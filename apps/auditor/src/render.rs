//! Plain-text view of the workflow state.

use client_core::WorkflowState;
use shared::domain::AuditReport;

const SCORE_BAR_WIDTH: usize = 20;

pub fn progress_line(state: &WorkflowState) -> Option<String> {
    match state {
        WorkflowState::Uploading { file } => Some(format!(
            "Uploading {} ({} bytes)...",
            file.filename(),
            file.len()
        )),
        WorkflowState::Processing { .. } => Some("Analyzing...".to_string()),
        _ => None,
    }
}

pub fn score_bar(fraction: f64) -> String {
    let filled = ((fraction * SCORE_BAR_WIDTH as f64).round() as usize).min(SCORE_BAR_WIDTH);
    format!(
        "[{}{}]",
        "#".repeat(filled),
        "-".repeat(SCORE_BAR_WIDTH - filled)
    )
}

pub fn report_text(report: &AuditReport) -> String {
    let mut out = String::new();
    out.push_str("Audit Report\n");
    out.push_str(&format!("Project:     {}\n", report.project_title));
    out.push_str(&format!(
        "Risk:        {} ({})\n",
        report.risk_assessment,
        report.severity().as_str()
    ));
    out.push_str(&format!(
        "Compliance:  {:>3}/100 {} {}\n",
        report.compliance_score,
        score_bar(report.score_fraction()),
        report.score_band().as_str()
    ));
    out.push_str(&format!("TRL:         Level {}\n", report.trl_level));

    for (title, body) in [
        ("Financial Analysis", &report.financial_analysis),
        ("Team Analysis", &report.team_analysis),
        ("Methodology", &report.methodology_summary),
    ] {
        write_section(&mut out, title, body);
    }

    out.push_str("\nInnovation Highlights\n");
    if report.innovation_highlights.is_empty() {
        out.push_str("  (none)\n");
    }
    for item in &report.innovation_highlights {
        out.push_str(&format!("  - {item}\n"));
    }

    write_section(&mut out, "Justification", &report.justification);
    out
}

fn write_section(out: &mut String, title: &str, body: &str) {
    out.push_str(&format!("\n{title}\n"));
    if body.trim().is_empty() {
        out.push_str("  (not provided)\n");
    } else {
        out.push_str(&format!("  {}\n", body.trim()));
    }
}
/// Generates a finance client (async or blocking) with builder, methods, and tests.
macro_rules! define_client {
    (
        client_name: $client:ident,
        builder_name: $builder:ident,
        http_type: $http_type:ty,
        request_type: $req_type:ty,
        client_doc: $client_doc:expr,
        builder_doc: $builder_doc:expr,
        $(async_kw: $async_kw:tt,)?
        $(await_kw: $await_ext:tt,)?
    ) => {
        #[doc = $builder_doc]
        #[derive(Debug)]
        pub struct $builder {
            /// Backend base URL.
            base_url: Option<String>,
            /// Project API key.
            api_key: Option<SecretString>,
            /// Pre-existing session.
            session: Option<Session>,
        }

        impl $builder {
            /// Sets the backend base URL, e.g. `https://xyz.supabase.co`.
            #[inline]
            #[must_use]
            pub fn base_url<T: Into<String>>(mut self, url: T) -> Self {
                self.base_url = Some(url.into());
                self
            }

            /// Sets the project API key sent with every request.
            #[inline]
            #[must_use]
            pub fn api_key<T: Into<String>>(mut self, key: T) -> Self {
                self.api_key = Some(SecretString::from(key.into()));
                self
            }

            /// Starts the client already signed in.
            #[inline]
            #[must_use]
            pub fn session(mut self, session: Session) -> Self {
                self.session = Some(session);
                self
            }

            /// Builds the client.
            ///
            /// # Errors
            ///
            /// Returns [`TrackerError::Configuration`] if the base URL or API
            /// key is missing, [`TrackerError::Url`] if the base URL does not
            /// parse, and [`TrackerError::Http`] if the HTTP client fails to
            /// build.
            #[inline]
            #[tracing::instrument(skip_all)]
            pub fn build(self) -> Result<$client> {
                let mut base = self
                    .base_url
                    .ok_or(TrackerError::Configuration("base URL"))?;
                let api_key = self
                    .api_key
                    .ok_or(TrackerError::Configuration("API key"))?;
                if !base.ends_with('/') {
                    base.push('/');
                }
                let base_url = Url::parse(&base)?;
                tracing::debug!(base_url = %base_url, "building client");
                let http = <$http_type>::builder().build()?;

                Ok($client {
                    http,
                    base_url,
                    api_key,
                    session: self.session,
                })
            }
        }

        #[doc = $client_doc]
        #[derive(Debug)]
        pub struct $client {
            /// Underlying HTTP client.
            http: $http_type,
            /// Backend base URL, always ending with `/`.
            base_url: Url,
            /// Project API key.
            api_key: SecretString,
            /// Current session, if signed in.
            session: Option<Session>,
        }

        impl $client {
            /// Creates a new builder for configuring the client.
            #[inline]
            #[must_use]
            pub const fn builder() -> $builder {
                $builder {
                    base_url: None,
                    api_key: None,
                    session: None,
                }
            }

            /// Returns the current session, if signed in.
            #[inline]
            #[must_use]
            pub const fn session(&self) -> Option<&Session> {
                self.session.as_ref()
            }

            /// Replaces the current session.
            #[inline]
            pub fn set_session(&mut self, session: Session) {
                self.session = Some(session);
            }

            /// Signs in with email and password and keeps the session.
            ///
            /// # Errors
            ///
            /// Returns [`TrackerError::Api`] for rejected credentials, or a
            /// transport or decoding error.
            #[inline]
            #[tracing::instrument(skip_all)]
            pub $($async_kw)? fn sign_in_with_password(
                &mut self,
                email: &str,
                password: &SecretString,
            ) -> Result<AuthUser> {
                let mut url = self.base_url.join(TOKEN_PATH)?;
                _ = url.query_pairs_mut().append_pair("grant_type", "password");
                tracing::debug!("signing in with password");
                let request = self
                    .authorized(self.http.post(url))
                    .json(&PasswordGrant {
                        email,
                        password: password.expose_secret(),
                    });
                let session: Session = self.execute(request) $( .$await_ext )? ?;
                let user = session.user.clone();
                tracing::debug!(user_id = %user.id, "signed in");
                self.session = Some(session);
                Ok(user)
            }

            /// Fetches the signed-in user's transactions, newest first.
            ///
            /// # Errors
            ///
            /// Returns [`TrackerError::NotAuthenticated`] without a session,
            /// [`TrackerError::MissingTables`] if the table does not exist, or
            /// another request error.
            #[inline]
            #[tracing::instrument(skip_all)]
            pub $($async_kw)? fn fetch_transactions(&self) -> Result<Vec<Transaction>> {
                let url = self.owned_rows_url(TRANSACTIONS_PATH, Some("date.desc"))?;
                let rows: Vec<Transaction> =
                    self.execute(self.authorized(self.http.get(url))) $( .$await_ext )? ?;
                tracing::debug!(count = rows.len(), "fetched transactions");
                Ok(rows)
            }

            /// Records a transaction and returns the stored row.
            ///
            /// # Errors
            ///
            /// Returns [`TrackerError::Validation`] for an invalid payload,
            /// [`TrackerError::NotAuthenticated`] without a session, or a
            /// request error.
            #[inline]
            #[tracing::instrument(skip_all)]
            pub $($async_kw)? fn insert_transaction(
                &self,
                transaction: &NewTransaction,
            ) -> Result<Transaction> {
                transaction.validate()?;
                let user_id = self.user_id()?;
                let url = self.base_url.join(TRANSACTIONS_PATH)?;
                let request = self
                    .authorized(self.http.post(url))
                    .header(PREFER_HEADER, RETURN_REPRESENTATION)
                    .json(&[OwnedTransaction {
                        row: transaction,
                        user_id,
                    }]);
                self.execute_single(request) $( .$await_ext )?
            }

            /// Records several transactions in one request and returns the
            /// stored rows.
            ///
            /// Every payload is validated before anything is sent. An empty
            /// slice makes no request.
            ///
            /// # Errors
            ///
            /// Returns [`TrackerError::Validation`] for the first invalid
            /// payload, [`TrackerError::NotAuthenticated`] without a session,
            /// or a request error.
            #[inline]
            #[tracing::instrument(skip_all, fields(count = transactions.len()))]
            pub $($async_kw)? fn insert_transactions(
                &self,
                transactions: &[NewTransaction],
            ) -> Result<Vec<Transaction>> {
                for transaction in transactions {
                    transaction.validate()?;
                }
                let user_id = self.user_id()?;
                if transactions.is_empty() {
                    return Ok(Vec::new());
                }
                let url = self.base_url.join(TRANSACTIONS_PATH)?;
                let rows: Vec<OwnedTransaction<'_>> = transactions
                    .iter()
                    .map(|row| OwnedTransaction { row, user_id })
                    .collect();
                let request = self
                    .authorized(self.http.post(url))
                    .header(PREFER_HEADER, RETURN_REPRESENTATION)
                    .json(&rows);
                let created: Vec<Transaction> = self.execute(request) $( .$await_ext )? ?;
                tracing::debug!(count = created.len(), "inserted transactions");
                Ok(created)
            }

            /// Deletes a transaction by ID.
            ///
            /// # Errors
            ///
            /// Returns [`TrackerError::NotAuthenticated`] without a session, or
            /// a request error.
            #[inline]
            #[tracing::instrument(skip_all, fields(id = %id))]
            pub $($async_kw)? fn delete_transaction(&self, id: &TransactionId) -> Result<()> {
                let url = self.row_url(TRANSACTIONS_PATH, id.as_inner())?;
                let response = self.authorized(self.http.delete(url)).send() $( .$await_ext )? ?;
                let status = response.status();
                tracing::debug!(status = %status, "delete response");
                if status.is_success() {
                    Ok(())
                } else {
                    let body = response.text() $( .$await_ext )? .unwrap_or_default();
                    Err(api_error(status, body))
                }
            }

            /// Fetches the signed-in user's budget limits.
            ///
            /// # Errors
            ///
            /// Returns [`TrackerError::NotAuthenticated`] without a session,
            /// [`TrackerError::MissingTables`] if the table does not exist, or
            /// another request error.
            #[inline]
            #[tracing::instrument(skip_all)]
            pub $($async_kw)? fn fetch_budgets(&self) -> Result<Vec<Budget>> {
                let url = self.owned_rows_url(BUDGETS_PATH, None)?;
                let rows: Vec<Budget> =
                    self.execute(self.authorized(self.http.get(url))) $( .$await_ext )? ?;
                tracing::debug!(count = rows.len(), "fetched budgets");
                Ok(rows)
            }

            /// Creates a budget limit and returns the stored row.
            ///
            /// # Errors
            ///
            /// Returns [`TrackerError::Validation`] for an invalid payload,
            /// [`TrackerError::NotAuthenticated`] without a session, or a
            /// request error.
            #[inline]
            #[tracing::instrument(skip_all)]
            pub $($async_kw)? fn insert_budget(&self, budget: &NewBudget) -> Result<Budget> {
                budget.validate()?;
                let user_id = self.user_id()?;
                let url = self.base_url.join(BUDGETS_PATH)?;
                let request = self
                    .authorized(self.http.post(url))
                    .header(PREFER_HEADER, RETURN_REPRESENTATION)
                    .json(&[OwnedBudget { row: budget, user_id }]);
                self.execute_single(request) $( .$await_ext )?
            }

            /// Changes a budget limit and returns the updated row.
            ///
            /// # Errors
            ///
            /// Returns [`TrackerError::Validation`] for an empty or invalid
            /// update, [`TrackerError::NotAuthenticated`] without a session, or
            /// a request error.
            #[inline]
            #[tracing::instrument(skip_all, fields(id = %id))]
            pub $($async_kw)? fn update_budget(
                &self,
                id: &BudgetId,
                update: &BudgetUpdate,
            ) -> Result<Budget> {
                update.validate()?;
                let url = self.row_url(BUDGETS_PATH, id.as_inner())?;
                let request = self
                    .authorized(self.http.patch(url))
                    .header(PREFER_HEADER, RETURN_REPRESENTATION)
                    .json(update);
                self.execute_single(request) $( .$await_ext )?
            }

            /// Returns the signed-in user's ID.
            fn user_id(&self) -> Result<&UserId> {
                self.session
                    .as_ref()
                    .map(Session::user_id)
                    .ok_or(TrackerError::NotAuthenticated)
            }

            /// URL selecting every row the signed-in user owns.
            fn owned_rows_url(&self, table: &str, order: Option<&str>) -> Result<Url> {
                let user_id = self.user_id()?;
                let mut url = self.base_url.join(table)?;
                {
                    let mut query = url.query_pairs_mut();
                    _ = query
                        .append_pair("select", "*")
                        .append_pair("user_id", &format!("eq.{user_id}"));
                    if let Some(order) = order {
                        _ = query.append_pair("order", order);
                    }
                }
                Ok(url)
            }

            /// URL selecting one row by ID; requires a session.
            fn row_url(&self, table: &str, id: &str) -> Result<Url> {
                _ = self.user_id()?;
                let mut url = self.base_url.join(table)?;
                _ = url.query_pairs_mut().append_pair("id", &format!("eq.{id}"));
                Ok(url)
            }

            /// Adds the API key and bearer token headers.
            ///
            /// The bearer is the session token when signed in, otherwise the
            /// API key itself.
            fn authorized(&self, request: $req_type) -> $req_type {
                let bearer = self
                    .session
                    .as_ref()
                    .map_or(&self.api_key, |session| &session.access_token);
                request
                    .header(API_KEY_HEADER, self.api_key.expose_secret())
                    .header(AUTHORIZATION, format!("Bearer {}", bearer.expose_secret()))
            }

            /// Sends a request and deserializes a JSON success body.
            #[tracing::instrument(skip_all)]
            $($async_kw)? fn execute<Resp: DeserializeOwned>(
                &self,
                request: $req_type,
            ) -> Result<Resp> {
                let response = request.send() $( .$await_ext )? ?;
                let status = response.status();
                tracing::debug!(status = %status, "received response");
                let body = response.text() $( .$await_ext )? ?;
                if status.is_success() {
                    tracing::trace!(body_len = body.len(), "parsing response body");
                    serde_json::from_str(&body).map_err(TrackerError::from)
                } else {
                    tracing::debug!(status = status.as_u16(), body = %body, "API error");
                    Err(api_error(status, body))
                }
            }

            /// Sends a write and returns the one row it echoed back.
            $($async_kw)? fn execute_single<Resp: DeserializeOwned>(
                &self,
                request: $req_type,
            ) -> Result<Resp> {
                let rows: Vec<Resp> = self.execute(request) $( .$await_ext )? ?;
                single_row(rows, StatusCode::OK)
            }
        }

    };
}
impl TransactionFilter {
    /// Creates an empty filter that matches all transactions.
    #[inline]
    #[must_use]
    pub fn new() -> Self {
        Self::default()
    }

    /// Restricts to transactions within the given date range (inclusive).
    #[inline]
    #[must_use]
    pub const fn date_range(mut self, from: NaiveDate, to: NaiveDate) -> Self {
        self.date_from = Some(from);
        self.date_to = Some(to);
        self
    }

    /// Restricts to transactions on or after `from`.
    #[inline]
    #[must_use]
    pub const fn since(mut self, from: NaiveDate) -> Self {
        self.date_from = Some(from);
        self
    }

    /// Restricts to transactions on or before `to`.
    #[inline]
    #[must_use]
    pub const fn until(mut self, to: NaiveDate) -> Self {
        self.date_to = Some(to);
        self
    }

    /// Restricts to one transaction type.
    #[inline]
    #[must_use]
    pub const fn kind(mut self, kind: TransactionType) -> Self {
        self.kind = Some(kind);
        self
    }

    /// Restricts to one category (case-insensitive).
    #[inline]
    #[must_use]
    pub fn category<T: Into<String>>(mut self, category: T) -> Self {
        self.category = Some(category.into());
        self
    }

    /// Restricts to transactions whose description contains the given
    /// substring (case-insensitive).
    #[inline]
    #[must_use]
    pub fn description<T: Into<String>>(mut self, text: T) -> Self {
        self.description = Some(text.into());
        self
    }

    /// Restricts to amounts within `[min, max]`.
    #[inline]
    #[must_use]
    pub const fn amount_range(mut self, min: f64, max: f64) -> Self {
        self.min_amount = Some(min);
        self.max_amount = Some(max);
        self
    }

    /// Returns `true` if the transaction satisfies all set criteria.
    #[inline]
    pub(crate) fn matches(&self, tx: &Transaction) -> bool {
        self.matches_date(tx)
            && self.kind.is_none_or(|kind| tx.kind == kind)
            && self.matches_category(tx)
            && self.matches_description(tx)
            && self.matches_amount(tx)
    }

    /// Checks date range criteria.
    fn matches_date(&self, tx: &Transaction) -> bool {
        self.date_from.is_none_or(|from| tx.date >= from)
            && self.date_to.is_none_or(|to| tx.date <= to)
    }

    /// Checks category criteria.
    fn matches_category(&self, tx: &Transaction) -> bool {
        self.category
            .as_ref()
            .is_none_or(|category| tx.category.eq_ignore_ascii_case(category))
    }

    /// Checks description criteria.
    fn matches_description(&self, tx: &Transaction) -> bool {
        self.description.as_ref().is_none_or(|text| {
            tx.description
                .to_lowercase()
                .contains(&text.to_lowercase())
        })
    }

    /// Checks amount criteria.
    fn matches_amount(&self, tx: &Transaction) -> bool {
        self.min_amount.is_none_or(|min| tx.amount >= min)
            && self.max_amount.is_none_or(|max| tx.amount <= max)
    }
}

/// Row counts loaded by a refresh.
#[derive(Debug, Clone, Copy, Default, PartialEq, Eq)]
pub struct RefreshSummary {
    /// Number of transactions now cached.
    pub transactions: usize,
    /// Number of budgets now cached.
    pub budgets: usize,
}

/// Orders transactions newest first.
///
/// Same-day rows are ordered by creation time, newest first.
fn newest_first(a: &Transaction, b: &Transaction) -> Ordering {
    b.date
        .cmp(&a.date)
        .then_with(|| b.created_at.cmp(&a.created_at))
}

________________

> **EXERCISE PROMPT**: I need each line from the listing where the word "invalid" occurs.

> **TASK RESPONSE**:
            /// Returns [`TrackerError::Validation`] for an invalid payload,
            /// Returns [`TrackerError::Validation`] for the first invalid
            /// Returns [`TrackerError::Validation`] for an invalid payload,
            /// Returns [`TrackerError::Validation`] for an empty or invalid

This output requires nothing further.